Prenatal diagnosis and genetic counseling of an inherited unbalanced chromosome abnormalities in a Chinese family

Abstract

Background: Unbalanced chromosome abnormalities (UBCA) are either gains or losses or large genomic regions, but the affected person is not or only minimally clinically affected. Copy number variants (CNVs) are an important source of normal and pathogenic genome variations. CNVs and UBCA identified in prenatal cases need careful considerations and correct interpretation if those are harmless or harmful variants from the norm. Case presentation: A 25-year-old, gravida 1, para 0, woman underwent amniocentesis at 18 weeks of gestation because the noninvasive prenatal testing (NIPT) results revealed a 6.8 Mb duplication from 2q11.1 to 2q11.2. Chromosomal microarray analysis (CMA) was performed on uncultured amniocytes.

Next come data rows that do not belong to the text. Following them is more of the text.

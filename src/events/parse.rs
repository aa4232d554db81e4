//! # Event envelope parser.
//!
//! ```text
//! {type, <sub-field>}               ─┐
//! {event: {type, <sub-field>}}      ─┴─► NotificationEvent | None
//! ```
//!
//! ## Rules
//! - `type` is read from the payload itself first, then from a nested `event`.
//! - The sub-field named by the type must be present, non-null and
//!   deserializable; otherwise the whole event is dropped.
//! - Unknown types and payloads without a type are dropped.
//! - Total: a panic raised while reading host objects drops the event.

use std::panic::{self, AssertUnwindSafe};

use serde::de::DeserializeOwned;

use super::event::{NotificationEvent, NOTIFICATION_RECEIVED, NOTIFICATION_RESPONSE, TOKEN_REFRESHED};
use crate::unwind::panic_message;
use crate::value::{materialize, FieldReader, NativeValue};

/// Maps an arbitrary native payload to a known event, or `None`.
pub fn parse_event(reader: &FieldReader, payload: &NativeValue) -> Option<NotificationEvent> {
    match panic::catch_unwind(AssertUnwindSafe(|| parse_envelope(reader, payload))) {
        Ok(event) => event,
        Err(payload) => {
            tracing::debug!(panic = %panic_message(&*payload), "native event reader panicked; event dropped");
            None
        }
    }
}

fn parse_envelope(reader: &FieldReader, payload: &NativeValue) -> Option<NotificationEvent> {
    let envelope = locate_envelope(reader, payload)?;
    let event_type = reader.read_str(&envelope, "type")?;

    match event_type.as_str() {
        NOTIFICATION_RECEIVED => sub_field(reader, &envelope, "notification").map(NotificationEvent::Received),
        NOTIFICATION_RESPONSE => sub_field(reader, &envelope, "response").map(NotificationEvent::Response),
        TOKEN_REFRESHED => sub_field(reader, &envelope, "token").map(NotificationEvent::TokenRefreshed),
        _ => None,
    }
}

fn locate_envelope(reader: &FieldReader, payload: &NativeValue) -> Option<NativeValue> {
    if reader.read_str(payload, "type").is_some() {
        return Some(payload.clone());
    }
    reader.read(payload, "event").non_null()
}

fn sub_field<T: DeserializeOwned>(reader: &FieldReader, envelope: &NativeValue, key: &str) -> Option<T> {
    let value = reader.read(envelope, key).non_null()?;
    serde_json::from_value(materialize(reader, &value)).ok()
}
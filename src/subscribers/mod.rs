//! # Listener subscriptions and the shared native observer.
//!
//! Many listeners, one native observer: the coordinator starts the observer
//! when the first listener arrives and stops it once the last one leaves.
//!
//! ## Architecture
//! ```text
//! add_*_listener ──► ListenerRegistry ◄── snapshot ── dispatch(event)
//!        │                                               ▲
//!        ▼                                               │ EventSink
//! SubscriptionCoordinator ── start/stop ──► ObserverDriver (NativeObserver)
//!        │
//!        └──► Subscription { id, remove() }
//! ```
//!
//! ## Contents
//! - [`SubscriptionCoordinator`] lifecycle and fan-out
//! - [`ObserverDriver`], [`EventSink`] the seam to the native side
//! - [`Subscription`] idempotent removal handle
//! - [`ObserverState`] public view of the lifecycle
//! - [`ListenerKind`] which events a listener receives

mod coordinator;
mod driver;
mod registry;
mod state;
mod subscription;

pub use coordinator::SubscriptionCoordinator;
pub use driver::{EventSink, ObserverDriver};
pub use registry::{Listener, ListenerKind};
pub use state::ObserverState;
pub use subscription::Subscription;
impl SubscriptionCoordinator {
    pub fn new(driver: Arc<dyn ObserverDriver>) -> Self {
        Self {
            inner: Arc::new(CoordinatorInner {
                driver,
                phase: Mutex::new(Phase::NotObserving),
                listeners: Mutex::new(ListenerRegistry::default()),
                next_key: AtomicU64::new(0),
            }),
        }
    }

    /// Registers a listener for delivered notifications.
    pub fn add_received_listener<F>(&self, listener: F) -> Subscription
    where
        F: Fn(&Notification) + Send + Sync + 'static,
    {
        let listener: Listener<Notification> = Arc::new(listener);
        self.add(ListenerKind::Received, |registry, key| registry.add_received(key, listener))
    }

    /// Registers a listener for notification responses.
    pub fn add_response_listener<F>(&self, listener: F) -> Subscription
    where
        F: Fn(&NotificationResponse) + Send + Sync + 'static,
    {
        let listener: Listener<NotificationResponse> = Arc::new(listener);
        self.add(ListenerKind::Response, |registry, key| registry.add_response(key, listener))
    }

    /// Current lifecycle state of the shared observer.
    pub fn state(&self) -> ObserverState {
        self.inner.phase.lock().state()
    }

    /// Number of registered listeners across both kinds.
    pub fn listener_count(&self) -> usize {
        self.inner.listeners.lock().len()
    }

    fn add(&self, kind: ListenerKind, insert: impl FnOnce(&mut ListenerRegistry, u64)) -> Subscription {
        let key = self.inner.next_key.fetch_add(1, Ordering::Relaxed) + 1;
        insert(&mut self.inner.listeners.lock(), key);
        tracing::debug!(listener = key, kind = kind.as_label(), "listener added");

        self.inner.reconcile(Toward::Observing);
        Subscription::new(key, kind, Arc::downgrade(&self.inner))
    }
}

GTG-banding karyotype analysis on cultured amniocytes was performed. Results: Chromosomal GTG-banding of the cultured amniocytes revealed a karyotype of 46,XX. CMA detected a 6.8-Mb chromosomal duplication in the region of 2q11.1q11.2 (arr[GRCh37] 2q11.1q11.2(95,327,873_102,088,148)x3). Conclusion: Chromosomal microdeletions and microduplications are difficult to detect by conventional cytogenetics, combination of prenatal ultrasound, karyotype analysis, NIPT, CMA and genetic counseling is helpful for the prenatal diagnosis of UBCA and chromosomal microdeletions/microduplications.